Scheme: A scheme is the central legal instrument under the Act. It is a statutory instrument prepared by an occupational association or the Council, or approved by the Council, which operates to limit the occupational liability of members of an occupational association (definition, s 4; ss 7-13). A scheme must specify its scope, method of limitation, monetary ceilings or multiples, classes of persons covered and period of operation (ss 18, 22-26, 33). Schemes operate prospectively in relation to acts or omissions occurring during the scheme period (s 29(1), s 32).
Occupational association and occupational liability: An occupational association is a body corporate representing persons of the same occupational group (s 4). Occupational liability is civil liability arising directly or vicariously from acts or omissions done in the performance of an occupation, whether in tort, contract or otherwise (s 4). The scheme mechanism depends on occupational associations preparing schemes and implementing risk management and insurance prerequisites (ss 7, 37-39, 35).
Methods of limiting liability: The Act contemplates three principal mechanisms:
- Insurance ceiling: where a person proves to a court they have insurance covering the liability and the insured amount is at least the monetary ceiling specified in the scheme, liability above that ceiling is displaced (s 22).
- Business assets: where a person proves their business assets have net current market value at least the monetary ceiling, liability above that ceiling is displaced (s 23(a)).
- Multiple of charges: where liability is limited to a specified multiple of the reasonable charge for the services provided (or a minimum cap), with rules for determining reasonable charge and recognition of insurance and assets in combination (s 24).
Monetary ceiling and threshold: Although schemes cap damages, s 27 constrains their effect: a scheme can only affect liability to the extent that it results in damages exceeding an amount determined by the Council, not less than $500 000. The Council must consider claims frequency and consumer protection when setting that amount (s 27(1)-(3)). The Act also provides that a scheme’s cap on liability is not reduced by the amount actually paid under a defence costs inclusive policy (s 27A).

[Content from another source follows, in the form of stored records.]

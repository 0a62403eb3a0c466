//! User-facing notifications
//!
//! Recoverable engine failures surface as toasts, never as errors crossing
//! this layer. Messages are localization keys; string lookup happens in the
//! rendering layer.

use tokio::sync::mpsc;

#[derive(Clone, Copy, Debug, PartialEq, Eq)]
pub enum ToastKind {
    Success,
    Error,
}

#[derive(Clone, Debug, PartialEq, Eq)]
pub struct Toast {
    pub kind: ToastKind,
    pub message: String,
}

/// Sender half of the toast channel. Cheap to clone; dropping every receiver
/// turns notifications into no-ops rather than errors.
#[derive(Clone)]
pub struct ToastSink {
    tx: mpsc::UnboundedSender<Toast>,
}

impl ToastSink {
    pub fn channel() -> (Self, mpsc::UnboundedReceiver<Toast>) {
        let (tx, rx) = mpsc::unbounded_channel();
        (Self { tx }, rx)
    }

    pub fn success(&self, message: &str) {
        let _ = self.tx.send(Toast {
            kind: ToastKind::Success,
            message: message.to_string(),
        });
    }

    pub fn error(&self, message: &str) {
        let _ = self.tx.send(Toast {
            kind: ToastKind::Error,
            message: message.to_string(),
        });
    }
}

/// Localization keys for navbar-level status toasts.
pub mod messages {
    pub const ADD_CONTACT_SUCCESS: &str = "navBar.snackSuccessContactAdd";
    pub const ADD_CONTACT_FAILED: &str = "navBar.snackFailContactAdd";
    pub const DELETE_CONTACT_SUCCESS: &str = "navBar.snackSuccessContactDelete";
    pub const DELETE_CONTACT_FAILED: &str = "navBar.snackFailContactDelete";
    pub const SET_CURRENCY_SUCCESS: &str = "navBar.snackSuccessCurrency";
    pub const SET_CURRENCY_FAILED: &str = "navBar.snackFailCurrency";
    pub const SET_LOCALE_SUCCESS: &str = "navBar.snackSuccessLocale";
    pub const SET_LOCALE_FAILED: &str = "navBar.snackFailLocale";
    pub const CRASH_REPORT_SUCCESS: &str = "navBar.snackSuccessCrashReport";
    pub const CRASH_REPORT_FAILED: &str = "navBar.snackFailCrashReport";
}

Client notification and enforceability: A limitation in a scheme does not bind a client if, before the act or omission, the professional did not inform the client or give documents carrying the prescribed statement that liability is limited (s 29(2); s 34). That is, client awareness is a precondition to limit the professional‑client relationship exposure.
Council and Ministerial role: The Professional Standards Council is a statutory body (s 41) with functions that include approving schemes, advising the Minister and associations, monitoring standards and instituting proceedings for offences under the Act (s 45). The Council is appointed by the Minister (s 42), is subject to Ministerial direction and must comply with those directions (s 51). The Minister notifies schemes in the Gazette and may receive schemes from other jurisdictions and manage tabling and disallowance processes (ss 12-14, 17A).
Cross‑jurisdictional operation: The Act contemplates interstate schemes and mutual recognition by enabling a scheme prepared in another jurisdiction to operate here as an interstate scheme, and it provides processes for terminating an interstate scheme’s operation in this jurisdiction (definitions, ss 8(2), 10(2), 17A, 17B, 33(1B)).
Complaints and disciplinary scheme: A scheme may adopt the Model Code (Schedule 1) or variants approved by the Council to govern complaint handling and disciplinary measures (s 40; Schedule 1). The Code sets out investigation, hearing, remedies and notice requirements (Schedule 1 clauses 3-9).
Regulatory overlay: Regulations and rules of court are available to prescribe forms, fees, annual levies and procedural matters, including determination of net current market value for asset tests (ss 58-59; Schedule 4). The Act binds the Crown (s 6) and contains non‑contracting out provisions (s 56).